Now let’s talk about fermentation, the Mierisch family have experimented heavily with fermentation styles, and have developed a system that produces some really incredible qualities in the cup. This lot was fermented anaerobically (without the presence of oxygen) in an oxygen-free barrel inside of a cold box that is kept between 42-50℉. The benefit of no oxygen during fermentation is unique acidity, and regulating the temperature keeps the coffee from over fermenting. After 48 hours of fermentation in the cold box, the coffee was transferred to patios for the first few days, left in the direct sun to slow fermentation. At the Don Esteban mill coffee does not dry directly on concrete patios. They have developed a system to allow airflow for the drying coffee, where they lay down a thick layer of parchment, covered by a black polymeric material net.
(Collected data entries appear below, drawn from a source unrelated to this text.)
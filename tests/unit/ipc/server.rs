use super::*;
use serde_json::json;

#[derive(Default)]
struct Doc {
    config: Value,
    selection: Option<Value>,
}

impl CanvasHandler for Doc {
    fn apply_update(&mut self, config: Value) {
        self.config = config;
    }

    fn selection(&self) -> Option<Value> {
        self.selection.clone()
    }

    fn content(&self) -> Option<Value> {
        self.config.get("content").cloned()
    }
}

async fn exchange(server: &CanvasServer, doc: &mut Doc, frame: &[u8]) -> Vec<u8> {
    let path = server.address().path().to_path_buf();
    let frame = frame.to_vec();
    let client = tokio::spawn(async move {
        let mut s = UnixStream::connect(path).await.unwrap();
        s.write_all(&frame).await.unwrap();
        let mut out = Vec::new();
        s.read_to_end(&mut out).await.unwrap();
        out
    });
    server.serve_one(doc).await.unwrap();
    client.await.unwrap()
}

#[tokio::test]
async fn update_applies_and_writes_nothing() {
    let dir = tempfile::tempdir().unwrap();
    let server =
        CanvasServer::bind(&SocketResolver::new(dir.path()), &CanvasId::new("d").unwrap()).unwrap();
    let mut doc = Doc::default();

    let out = exchange(
        &server,
        &mut doc,
        b"{\"type\":\"update\",\"config\":{\"content\":\"hi\"}}\n",
    )
    .await;
    assert!(out.is_empty());
    assert_eq!(doc.config, json!({"content": "hi"}));

    let out = exchange(&server, &mut doc, b"{\"type\":\"getContent\"}\n").await;
    assert_eq!(out, b"{\"type\":\"content\",\"data\":\"hi\"}\n".to_vec());
}

#[tokio::test]
async fn missing_selection_closes_without_reply() {
    let dir = tempfile::tempdir().unwrap();
    let server =
        CanvasServer::bind(&SocketResolver::new(dir.path()), &CanvasId::new("d").unwrap()).unwrap();
    let mut doc = Doc::default();
    assert!(exchange(&server, &mut doc, b"{\"type\":\"getSelection\"}\n").await.is_empty());

    doc.selection = Some(json!({"start": 1, "end": 4}));
    let out = exchange(&server, &mut doc, b"{\"type\":\"getSelection\"}\n").await;
    assert_eq!(
        decode_reply_for_test(&out),
        Reply::Selection {
            data: json!({"start": 1, "end": 4})
        }
    );
}

#[tokio::test]
async fn garbage_is_ignored_and_server_keeps_serving() {
    let dir = tempfile::tempdir().unwrap();
    let server =
        CanvasServer::bind(&SocketResolver::new(dir.path()), &CanvasId::new("d").unwrap()).unwrap();
    let mut doc = Doc::default();

    assert!(exchange(&server, &mut doc, b"definitely not json\n").await.is_empty());
    assert!(exchange(&server, &mut doc, b"{\"type\":\"selfDestruct\"}\n").await.is_empty());
    assert_eq!(doc.config, Value::Null);

    doc.selection = Some(json!("still alive"));
    let out = exchange(&server, &mut doc, b"{\"type\":\"getSelection\"}\n").await;
    assert!(!out.is_empty());
}

#[tokio::test]
async fn bind_replaces_stale_socket_and_drop_removes_it() {
    let dir = tempfile::tempdir().unwrap();
    let resolver = SocketResolver::new(dir.path());
    let id = CanvasId::new("stale").unwrap();
    let path = resolver.resolve(&id).path().to_path_buf();
    std::fs::write(&path, b"left over").unwrap();

    let server = CanvasServer::bind(&resolver, &id).unwrap();
    assert_eq!(server.address().path(), path.as_path());
    drop(server);
    assert!(!path.exists());
}

fn decode_reply_for_test(bytes: &[u8]) -> Reply {
    crate::ipc::protocol::decode_reply(bytes).unwrap()
}

#[tokio::test]
async fn silent_peer_is_dropped_and_later_clients_are_served() {
    let dir = tempfile::tempdir().unwrap();
    let resolver = SocketResolver::new(dir.path());
    let id = CanvasId::new("busy").unwrap();
    let server = CanvasServer::bind(&resolver, &id)
        .unwrap()
        .with_read_timeout(Duration::from_millis(100));
    let path = server.address().path().to_path_buf();

    let mut idle = UnixStream::connect(&path).await.unwrap();
    let canvas = tokio::spawn(async move {
        let mut doc = Doc {
            config: json!({"content": "ready"}),
            selection: None,
        };
        server.serve_one(&mut doc).await.unwrap();
        server.serve_one(&mut doc).await.unwrap();
    });

    let client = crate::ipc::client::CanvasClient::new(crate::ipc::client::ClientOpts {
        socket_dir: dir.path().to_path_buf(),
        timeout: Duration::from_secs(2),
    });
    assert_eq!(client.fetch_content(&id).await.unwrap(), Some(json!("ready")));

    let mut rest = Vec::new();
    idle.read_to_end(&mut rest).await.unwrap();
    assert!(rest.is_empty());
    canvas.await.unwrap();
}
After three days on the patios, drying is finished on raised beds for 29 days, for a grand total of 32 days of drying time.
Fincas Mierisch is a family owned group of farms that have been farming coffee since the early 1900’s! With that time comes a lot of expertise, and this family is doing some of our favorite work in the coffee industry at origin. Limoncillo is the second oldest farm in the family, purchased in 1930 in Matagalpa, a region known for producing great coffee and also a German immigration settlement in the late 1800’s. Bruno Mierisch was the first German immigrant to arrive in Nicaragua, where the government hired him to help build the national railroad. The Nicaraguan government didn’t have the money to pay for Bruno’s work, and actually paid him in the land that would become the families first farm, Las Lajas. Today, there are some pretty awesome things happening on the Fincas Mierisch farms. Limoncillo has child care, a primary school, a clinic, provides yearly training for employees, and produces its own renewable energy through hydro powered turbines. Pretty special to think what awesome things are going on today in Matagalpa, Nicaragua because one man’s emmigration a hundred years ago.
All that info, but you’re still wondering how it tastes.. Without being dramatic, this is the highest scoring arrival we’ve cupped all year. It’s vibrant, sweet, juicy, fruity… Nothing can be as good as tasting this for yourself, but we got fruity notes of Blueberry up front that cooled into Watermelon, sweetness of Caramel, and a linger like Neapolitan Ice Cream, chocolatey and strawberry-y. This is a coffee that we’ve brought info a few years, and we couldn’t be happier to share it with you again.
Very good quality. Roasts evenly. Slight tang on finished light roast
Nicaragua Limoncillo Javanica Low Temp Anaerobic - Green
I aimed to roast this one like a natural African coffee, so about 5-10s after the end of first cracks and trying to keep it from getting too hot. I kinda hit the target, but this was... difficult. First, I forgot that some higher sugar anaerobics have run away on me in the past. And I had a lot of trouble getting it hot during drying. So it inadvertently ended up more like Nordic roast than what I was aiming for. Oh well, still hit my final time and temperature goal.
Despite all that, my first V60 was delicious! Right out of the gate, it was like chewing on a tootsie roll right after eating strawberry and watermelon jolly ranchers. It had great body, strong fruity and chocolatey notes, and impressive sweetness to it. I've rarely had Central American naturals or honeys that hit that fruity note so well and it rivals some of the better African naturals I've had in that respect.
I'm really looking forward to trying this one again after I manage to speed up my drying and slow down my development phases of the roast. I'm expecting a nice fruity pour over with that, probably awesome as a chemex especially.
I've had a lot of outstanding coffee from Bodhi Leaf. It's rare that I get something I don't like. This coffee was just OK, definitely not worth the cost. It had decent sweetness but I just didn't get the fruity/berriness. It tasted more like a general honey washed Central American to me.